:: Work task ::
A verbatim reproduction of the lines below, from the line containing "connect to SQLite" through the line containing "impl DatabasePool for SqliteDatabase", both ends included, is the whole required output.

• • • •

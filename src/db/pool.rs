//! Database connection pool abstraction
//!
//! This module provides a unified interface for database operations that works
//! with both SQLite and MySQL backends. The appropriate pool is created based
//! on the configuration.

use anyhow::{Context, Result};
use async_trait::async_trait;
use sqlx::{
    mysql::{MySqlPool, MySqlPoolOptions},
    sqlite::{SqlitePool, SqlitePoolOptions},
};
use std::path::Path;
use std::sync::Arc;

use crate::config::{DatabaseConfig, DatabaseDriver};

/// A borrowed, driver-specific pool.
///
/// Repositories match on this to pick the SQL dialect for a query.
#[derive(Clone, Copy)]
pub enum Backend<'a> {
    Sqlite(&'a SqlitePool),
    Mysql(&'a MySqlPool),
}

/// Database pool trait that abstracts over different database backends.
#[async_trait]
pub trait DatabasePool: Send + Sync {
    /// Execute a raw SQL statement that doesn't return rows
    async fn execute(&self, query: &str) -> Result<u64>;

    /// Check if the database connection is healthy
    async fn ping(&self) -> Result<()>;

    /// Close the connection pool
    async fn close(&self);

    /// Get the database driver type
    fn driver(&self) -> DatabaseDriver;

    /// Get the underlying SQLite pool if this is a SQLite connection
    fn as_sqlite(&self) -> Option<&SqlitePool>;

    /// Get the underlying MySQL pool if this is a MySQL connection
    fn as_mysql(&self) -> Option<&MySqlPool>;

    /// Borrow the concrete pool for dialect-specific queries
    fn backend(&self) -> Backend<'_>;
}

/// Whether a SQLite URL names an in-memory database
fn is_memory_url(url: &str) -> bool {
    url == ":memory:" || url.starts_with("sqlite::memory:")
}

/// Turn a configured SQLite location into an sqlx connection URL.
///
/// Plain file paths get the `sqlite:` scheme and `mode=rwc` so the file is
/// created on first use; URLs that already carry options are left alone.
pub fn sqlite_connection_url(url: &str) -> String {
    if url == ":memory:" {
        "sqlite::memory:".to_string()
    } else if url.starts_with("sqlite:") {
        if url.contains('?') {
            url.to_string()
        } else {
            format!("{}?mode=rwc", url)
        }
    } else {
        format!("sqlite:{}?mode=rwc", url)
    }
}

/// Turn a configured MySQL location into an sqlx connection URL
pub fn mysql_connection_url(url: &str) -> String {
    if url.starts_with("mysql://") {
        url.to_string()
    } else {
        format!("mysql://{}", url)
    }
}

/// SQLite connection pool implementation
pub struct SqliteDatabase {
    pool: SqlitePool,
}

impl SqliteDatabase {
    /// Create a new SQLite connection pool
    pub async fn new(url: &str) -> Result<Self> {
        // File-backed databases need their directory to exist
        if !is_memory_url(url) {
            let path = url.trim_start_matches("sqlite:");
            let path = path.split('?').next().unwrap_or(path);
            if let Some(parent) = Path::new(path).parent() {
                if !parent.as_os_str().is_empty() {
                    std::fs::create_dir_all(parent).with_context(|| {
                        format!("Failed to create database directory: {:?}", parent)
                    })?;
                }
            }
        }

        let connection_url = sqlite_connection_url(url);
        tracing::debug!("Connecting to SQLite: {}", connection_url);

        let pool = SqlitePoolOptions::new()
            .max_connections(5)
            .connect(&connection_url)
            .await
            .with_context(|| format!("Failed to connect to SQLite database: {}", url))?;

        // Cascades rely on foreign keys being enforced
        sqlx::query("PRAGMA foreign_keys = ON")
            .execute(&pool)
            .await
            .context("Failed to enable foreign keys")?;

        Ok(Self { pool })
    }

    /// Get a reference to the underlying pool
    pub fn pool(&self) -> &SqlitePool {
        &self.pool
    }
}

#[async_trait]
impl DatabasePool for SqliteDatabase {
    async fn execute(&self, query: &str) -> Result<u64> {
        let result = sqlx::query(query)
            .execute(&self.pool)
            .await
            .with_context(|| format!("Failed to execute query: {}", query))?;
        Ok(result.rows_affected())
    }

    async fn ping(&self) -> Result<()> {
        sqlx::query("SELECT 1")
            .fetch_one(&self.pool)
            .await
            .context("Database ping failed")?;
        Ok(())
    }

    async fn close(&self) {
        self.pool.close().await;
    }

    fn driver(&self) -> DatabaseDriver {
        DatabaseDriver::Sqlite
    }

    fn as_sqlite(&self) -> Option<&SqlitePool> {
        Some(&self.pool)
    }

    fn as_mysql(&self) -> Option<&MySqlPool> {
        None
    }

    fn backend(&self) -> Backend<'_> {
        Backend::Sqlite(&self.pool)
    }
}

/// MySQL connection pool implementation
pub struct MysqlDatabase {
    pool: MySqlPool,
}

impl MysqlDatabase {
    /// Create a new MySQL connection pool
    pub async fn new(url: &str) -> Result<Self> {
        let pool = MySqlPoolOptions::new()
            .max_connections(10)
            .connect(&mysql_connection_url(url))
            .await
            .with_context(|| format!("Failed to connect to MySQL database: {}", url))?;

        Ok(Self { pool })
    }

    /// Get a reference to the underlying pool
    pub fn pool(&self) -> &MySqlPool {
        &self.pool
    }
}

#[async_trait]
impl DatabasePool for MysqlDatabase {
    async fn execute(&self, query: &str) -> Result<u64> {
        let result = sqlx::query(query)
            .execute(&self.pool)
            .await
            .with_context(|| format!("Failed to execute query: {}", query))?;
        Ok(result.rows_affected())
    }

    async fn ping(&self) -> Result<()> {
        sqlx::query("SELECT 1")
            .fetch_one(&self.pool)
            .await
            .context("Database ping failed")?;
        Ok(())
    }

    async fn close(&self) {
        self.pool.close().await;
    }

    fn driver(&self) -> DatabaseDriver {
        DatabaseDriver::Mysql
    }

    fn as_sqlite(&self) -> Option<&SqlitePool> {
        None
    }

    fn as_mysql(&self) -> Option<&MySqlPool> {
        Some(&self.pool)
    }

    fn backend(&self) -> Backend<'_> {
        Backend::Mysql(&self.pool)
    }
}

/// Type alias for a shared database pool
pub type DynDatabasePool = Arc<dyn DatabasePool>;

/// Create a database connection pool based on configuration.
///
/// # Errors
///
/// Returns an error if the connection cannot be established.
///
/// # Example
///
/// ```ignore
/// use yabe::config::DatabaseConfig;
/// use yabe::db::create_pool;
///
/// let config = DatabaseConfig::default();
/// let pool = create_pool(&config).await?;
/// pool.ping().await?;
/// ```
pub async fn create_pool(config: &DatabaseConfig) -> Result<DynDatabasePool> {
    match config.driver {
        DatabaseDriver::Sqlite => {
            let db = SqliteDatabase::new(&config.url).await?;
            Ok(Arc::new(db))
        }
        DatabaseDriver::Mysql => {
            let db = MysqlDatabase::new(&config.url).await?;
            Ok(Arc::new(db))
        }
    }
}

/// Create a fresh SQLite in-memory database pool.
///
/// Every call yields an independent, empty database, which is how tests get
/// an isolated store.
pub async fn create_test_pool() -> Result<DynDatabasePool> {
    let config = DatabaseConfig {
        driver: DatabaseDriver::Sqlite,
        url: ":memory:".to_string(),
    };
    create_pool(&config).await
}
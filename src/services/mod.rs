//! Services layer - Business logic
//!
//! Services sit on top of the repositories and are responsible for:
//! - Implementing the model operations (`connect`, `add_comment`, `tag_it_with`, ...)
//! - Validation and typed error reporting

pub mod post;
pub mod tag;
pub mod user;

pub use post::{PostService, PostServiceError};
pub use tag::{TagService, TagServiceError};
pub use user::{UserService, UserServiceError};
async fn delete_user_sqlite(pool: &SqlitePool, id: i64) -> Result<()> {
    let mut tx = pool.begin().await.context("Failed to begin transaction")?;

    for statement in DELETE_USER_CASCADE {
        sqlx::query(statement)
            .bind(id)
            .execute(&mut *tx)
            .await
            .context("Failed to delete user")?;
    }

    tx.commit().await.context("Failed to commit user deletion")?;
    Ok(())
}

async fn count_users_sqlite(pool: &SqlitePool) -> Result<i64> {
    let row = sqlx::query("SELECT COUNT(*) as count FROM users")
        .fetch_one(pool)
        .await
        .context("Failed to count users")?;

    Ok(row.get("count"))
}

async fn list_users_sqlite(pool: &SqlitePool) -> Result<Vec<User>> {
    let sql = format!("SELECT {} FROM users ORDER BY email", USER_COLUMNS);
    let rows = sqlx::query(&sql)
        .fetch_all(pool)
        .await
        .context("Failed to list users")?;

    rows.iter().map(row_to_user_sqlite).collect()
}

fn row_to_user_sqlite(row: &sqlx::sqlite::SqliteRow) -> Result<User> {
    Ok(User {
        id: row.try_get("id")?,
        email: row.try_get("email")?,
        password: row.try_get("password")?,
        fullname: row.try_get("fullname")?,
        is_admin: row.try_get("is_admin")?,
        created_at: row.try_get("created_at")?,
    })
}
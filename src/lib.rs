//! yabe - yet another blog engine
//!
//! The model layer of a small blog: users, posts, comments and tags stored
//! through sqlx on SQLite or MySQL, plus a YAML fixture loader.

pub mod config;
pub mod db;
pub mod fixtures;
pub mod models;
pub mod services;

• • • •

:: Your response ::
            .with_context(|| format!("Failed to connect to SQLite database: {}", url))?;

        // Cascades rely on foreign keys being enforced
        sqlx::query("PRAGMA foreign_keys = ON")
            .execute(&pool)
            .await
            .context("Failed to enable foreign keys")?;

        Ok(Self { pool })
    }

    /// Get a reference to the underlying pool
    pub fn pool(&self) -> &SqlitePool {
        &self.pool
    }
}

#[async_trait]
impl DatabasePool for SqliteDatabase {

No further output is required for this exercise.